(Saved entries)

· · · · ·

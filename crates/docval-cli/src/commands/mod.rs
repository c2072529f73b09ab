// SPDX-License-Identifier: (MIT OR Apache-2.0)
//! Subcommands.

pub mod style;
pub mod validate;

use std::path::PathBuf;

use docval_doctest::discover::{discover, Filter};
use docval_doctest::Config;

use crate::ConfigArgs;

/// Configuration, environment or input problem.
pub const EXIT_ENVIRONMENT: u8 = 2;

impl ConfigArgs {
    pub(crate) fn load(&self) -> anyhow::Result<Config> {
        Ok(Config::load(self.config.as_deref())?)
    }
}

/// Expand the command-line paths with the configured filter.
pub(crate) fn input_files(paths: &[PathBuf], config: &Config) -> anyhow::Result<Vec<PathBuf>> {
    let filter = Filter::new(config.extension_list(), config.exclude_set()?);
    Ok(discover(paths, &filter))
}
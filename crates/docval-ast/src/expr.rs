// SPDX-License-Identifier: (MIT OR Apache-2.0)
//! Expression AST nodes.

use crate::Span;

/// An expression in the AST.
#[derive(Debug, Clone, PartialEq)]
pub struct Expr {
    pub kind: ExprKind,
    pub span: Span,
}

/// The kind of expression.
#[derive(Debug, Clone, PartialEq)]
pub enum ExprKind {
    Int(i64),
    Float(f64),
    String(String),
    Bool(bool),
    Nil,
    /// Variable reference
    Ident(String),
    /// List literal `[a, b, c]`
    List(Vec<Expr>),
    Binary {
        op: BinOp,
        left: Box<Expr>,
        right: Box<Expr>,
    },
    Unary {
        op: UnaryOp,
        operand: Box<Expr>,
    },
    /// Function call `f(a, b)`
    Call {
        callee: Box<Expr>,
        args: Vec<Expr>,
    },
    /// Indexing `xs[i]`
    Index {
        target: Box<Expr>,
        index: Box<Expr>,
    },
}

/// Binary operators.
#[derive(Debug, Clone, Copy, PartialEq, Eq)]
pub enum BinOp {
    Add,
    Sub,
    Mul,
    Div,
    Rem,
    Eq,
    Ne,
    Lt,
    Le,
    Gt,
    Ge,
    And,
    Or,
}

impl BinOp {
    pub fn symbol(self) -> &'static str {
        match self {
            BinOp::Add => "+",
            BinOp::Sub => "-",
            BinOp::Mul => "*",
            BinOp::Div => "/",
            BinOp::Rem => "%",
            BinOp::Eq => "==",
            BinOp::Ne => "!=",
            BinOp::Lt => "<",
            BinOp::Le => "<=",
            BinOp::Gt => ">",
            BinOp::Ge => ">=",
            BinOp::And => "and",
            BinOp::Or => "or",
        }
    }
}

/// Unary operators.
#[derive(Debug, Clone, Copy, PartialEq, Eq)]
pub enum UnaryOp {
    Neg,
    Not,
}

· · · · ·

* ABOUT THIS EXERCISE
Your reply should contain every entry, repeated exactly.

* ANSWER BOX
filename crates/docval-cli/src/commands/mod.rs
repository c2072529f73b09ab
// SPDX-License-Identifier: (MIT OR Apache-2.0)
//! Subcommands.

pub mod style;
pub mod validate;

use std::path::PathBuf;

use docval_doctest::discover::{discover, Filter};
use docval_doctest::Config;

use crate::ConfigArgs;

/// Configuration, environment or input problem.
pub const EXIT_ENVIRONMENT: u8 = 2;

impl ConfigArgs {
    pub(crate) fn load(&self) -> anyhow::Result<Config> {
        Ok(Config::load(self.config.as_deref())?)
    }
}

/// Expand the command-line paths with the configured filter.
pub(crate) fn input_files(paths: &[PathBuf], config: &Config) -> anyhow::Result<Vec<PathBuf>> {
    let filter = Filter::new(config.extension_list(), config.exclude_set()?);
    Ok(discover(paths, &filter))
}
filename crates/docval-ast/src/expr.rs
// SPDX-License-Identifier: (MIT OR Apache-2.0)
//! Expression AST nodes.

use crate::Span;

/// An expression in the AST.
#[derive(Debug, Clone, PartialEq)]
pub struct Expr {
    pub kind: ExprKind,
    pub span: Span,
}

/// The kind of expression.
#[derive(Debug, Clone, PartialEq)]
pub enum ExprKind {
    Int(i64),
    Float(f64),
    String(String),
    Bool(bool),
    Nil,
    /// Variable reference
    Ident(String),
    /// List literal `[a, b, c]`
    List(Vec<Expr>),
    Binary {
        op: BinOp,
        left: Box<Expr>,
        right: Box<Expr>,
    },
    Unary {
        op: UnaryOp,
        operand: Box<Expr>,
    },
    /// Function call `f(a, b)`
    Call {
        callee: Box<Expr>,
        args: Vec<Expr>,
    },
    /// Indexing `xs[i]`
    Index {
        target: Box<Expr>,
        index: Box<Expr>,
    },
}

/// Binary operators.
#[derive(Debug, Clone, Copy, PartialEq, Eq)]
pub enum BinOp {
    Add,
    Sub,
    Mul,
    Div,
    Rem,
    Eq,
    Ne,
    Lt,
    Le,
    Gt,
    Ge,
    And,
    Or,
}

impl BinOp {
    pub fn symbol(self) -> &'static str {
        match self {
            BinOp::Add => "+",
            BinOp::Sub => "-",
            BinOp::Mul => "*",
            BinOp::Div => "/",
            BinOp::Rem => "%",
            BinOp::Eq => "==",
            BinOp::Ne => "!=",
            BinOp::Lt => "<",
            BinOp::Le => "<=",
            BinOp::Gt => ">",
            BinOp::Ge => ">=",
            BinOp::And => "and",
            BinOp::Or => "or",
        }
    }
}

/// Unary operators.
#[derive(Debug, Clone, Copy, PartialEq, Eq)]
pub enum UnaryOp {
    Neg,
    Not,
}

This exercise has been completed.